Cron Expression Parser
| Field | Value | Meaning |
|---|---|---|
| minute | * | every minute |
| hour | * | every hour |
| day | * | every day |
| month | * | every month |
| weekday | * | every weekday |
How to Use
- Enter a standard 5-field cron expression (minute, hour, day, month, weekday).
- The tool instantly shows a human-readable description of the schedule.
- Each field is broken down with its meaning.
- The next 5 scheduled run times are displayed.
Cron Syntax
- * (asterisk): Every possible value for that field.
- 5: A specific value (e.g., minute 5, hour 5).

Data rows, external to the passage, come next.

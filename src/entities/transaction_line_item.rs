//! Transaction line item entity - One priced product line of an order.
//!
//! A line item points at the [`price_snapshot`](super::price_snapshot) taken at
//! checkout, never at the live product. `total_price` is the snapshot's consumer
//! price times `quantity`, fixed at creation.

use sea_orm::entity::prelude::*;
use serde::{Deserialize, Serialize};

/// Line item database model
#[derive(Clone, Debug, PartialEq, Eq, DeriveEntityModel, Serialize, Deserialize)]
#[sea_orm(table_name = "transaction_line_items")]
pub struct Model {
    /// Unique identifier for the line item
    #[sea_orm(primary_key)]
    pub id: i64,
    /// Parent transaction
    pub transaction_id: i64,
    /// Frozen product facts this line was priced from
    pub price_snapshot_id: i64,
    /// Selling shop, denormalized for grouping
    pub shop_id: i64,
    /// Units bought, always positive
    pub quantity: i32,
    /// Line total in integer currency units
    pub total_price: i64,
}

/// Defines relationships between line items and other entities
#[derive(Copy, Clone, Debug, EnumIter, DeriveRelation)]
pub enum Relation {
    /// Deleting a transaction deletes its lines
    #[sea_orm(
        belongs_to = "super::transaction::Entity",
        from = "Column::TransactionId",
        to = "super::transaction::Column::Id",
        on_delete = "Cascade"
    )]
    Transaction,
    /// Snapshot the line was priced from
    #[sea_orm(
        belongs_to = "super::price_snapshot::Entity",
        from = "Column::PriceSnapshotId",
        to = "super::price_snapshot::Column::Id"
    )]
    PriceSnapshot,
}

impl Related<super::transaction::Entity> for Entity {
    fn to() -> RelationDef {
        Relation::Transaction.def()
    }
}

impl Related<super::price_snapshot::Entity> for Entity {
    fn to() -> RelationDef {
        Relation::PriceSnapshot.def()
    }
}

impl ActiveModelBehavior for ActiveModel {}
use super::Element;
use crate::error::{Error, Result};

pub(super) fn parse(text: &str) -> Result<Element> {
    let opts = roxmltree::ParsingOptions {
        allow_dtd: true,
        ..roxmltree::ParsingOptions::default()
    };
    let doc = roxmltree::Document::parse_with_options(text, opts).map_err(|err| {
        let pos = err.pos();
        Error::parse(err.to_string(), pos.row as usize, pos.col as usize)
    })?;
    Ok(convert(doc.root_element()))
}

fn qualified(node: roxmltree::Node<'_, '_>, namespace: Option<&str>, local: &str) -> String {
    match namespace.and_then(|ns| node.lookup_prefix(ns)) {
        Some(prefix) if !prefix.is_empty() => format!("{prefix}:{local}"),
        _ => local.to_string(),
    }
}

fn convert(node: roxmltree::Node<'_, '_>) -> Element {
    let name = node.tag_name();
    let mut el = Element::new(qualified(node, name.namespace(), name.name()));
    let parent = node.parent_element();
    for ns in node.namespaces() {
        let prefix = ns.name().unwrap_or_default();
        if prefix == "xml" {
            continue;
        }
        let inherited = parent.and_then(|p| p.lookup_namespace_uri(ns.name()));
        if inherited != Some(ns.uri()) {
            el.namespaces.insert(prefix.to_string(), ns.uri().to_string());
        }
    }
    for attr in node.attributes() {
        el.attributes.insert(
            qualified(node, attr.namespace(), attr.name()),
            attr.value().to_string(),
        );
    }

    for child in node.children() {
        if child.is_element() {
            el.children.push(convert(child));
        } else if child.is_text() {
            let Some(chunk) = child.text() else {
                continue;
            };
            let slot = match el.children.last_mut() {
                Some(prev) => &mut prev.tail,
                None => &mut el.text,
            };
            slot.get_or_insert_with(String::new).push_str(chunk);
        }
    }
    el
}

- 1-5: A range of values (e.g., Monday through Friday).
- */15: Step values (e.g., every 15 minutes).
- 1,15: A list of values (e.g., the 1st and 15th).
Cron Fields
- Field 1: Minute (0-59)
- Field 2: Hour (0-23)
- Field 3: Day of Month (1-31)
- Field 4: Month (1-12)
- Field 5: Day of Week (0-7, where 0 and 7 are Sunday)
What is a Cron Expression?
A cron expression is a string of five fields that defines a schedule for recurring tasks on Unix-like systems. Originally part of the cron daemon in Unix, the format has been adopted by virtually every scheduling system including cloud services (AWS CloudWatch, Google Cloud Scheduler), CI/CD platforms (GitHub Actions, GitLab CI), and application frameworks. Each field specifies when the task should run: minute, hour, day of month, month, and day of week.
Use Cases
- CI/CD pipelines: Schedule nightly builds, weekly dependency updates, or periodic security scans in your CI/CD system.
- Database backups: Configure automatic backups at off-peak hours to minimize impact on production workloads.
- Monitoring and alerts: Set up health checks, log rotation, or report generation at regular intervals.
- System maintenance: Schedule cache clearing, temporary file cleanup, or certificate renewal tasks.
- Business automation: Run periodic data exports, email digests, or billing calculations on a fixed schedule.
Privacy
All parsing happens in your browser. No data is sent to any server.
FAQ
How many fields does this tool support?
It supports the standard 5-field cron expression (minute, hour, day, month, weekday). The 6-field form with a seconds field and AWS's variant with a year field are not supported, and anything other than 5 fields shows an error.
Is the cron expression I enter sent to a server?
No. Parsing the expression, generating the description, and computing the next run times all happen in your browser. Your expression is never sent to a server.
What syntax does it accept?
It handles * (every value), specific values (5), ranges (1-5), steps (*/15), and lists (1,15). If a field is out of range or non-numeric, the tool shows a specific error message explaining what went wrong.
How many upcoming runs are shown?
For a valid expression, the tool shows the next 5 scheduled run times. It also breaks down each field with its meaning so you can verify the schedule at a glance.
Are both 0 and 7 Sunday in the weekday field?
Yes. The weekday field ranges from 0-7, where both 0 and 7 represent Sunday, matching standard Unix cron behavior.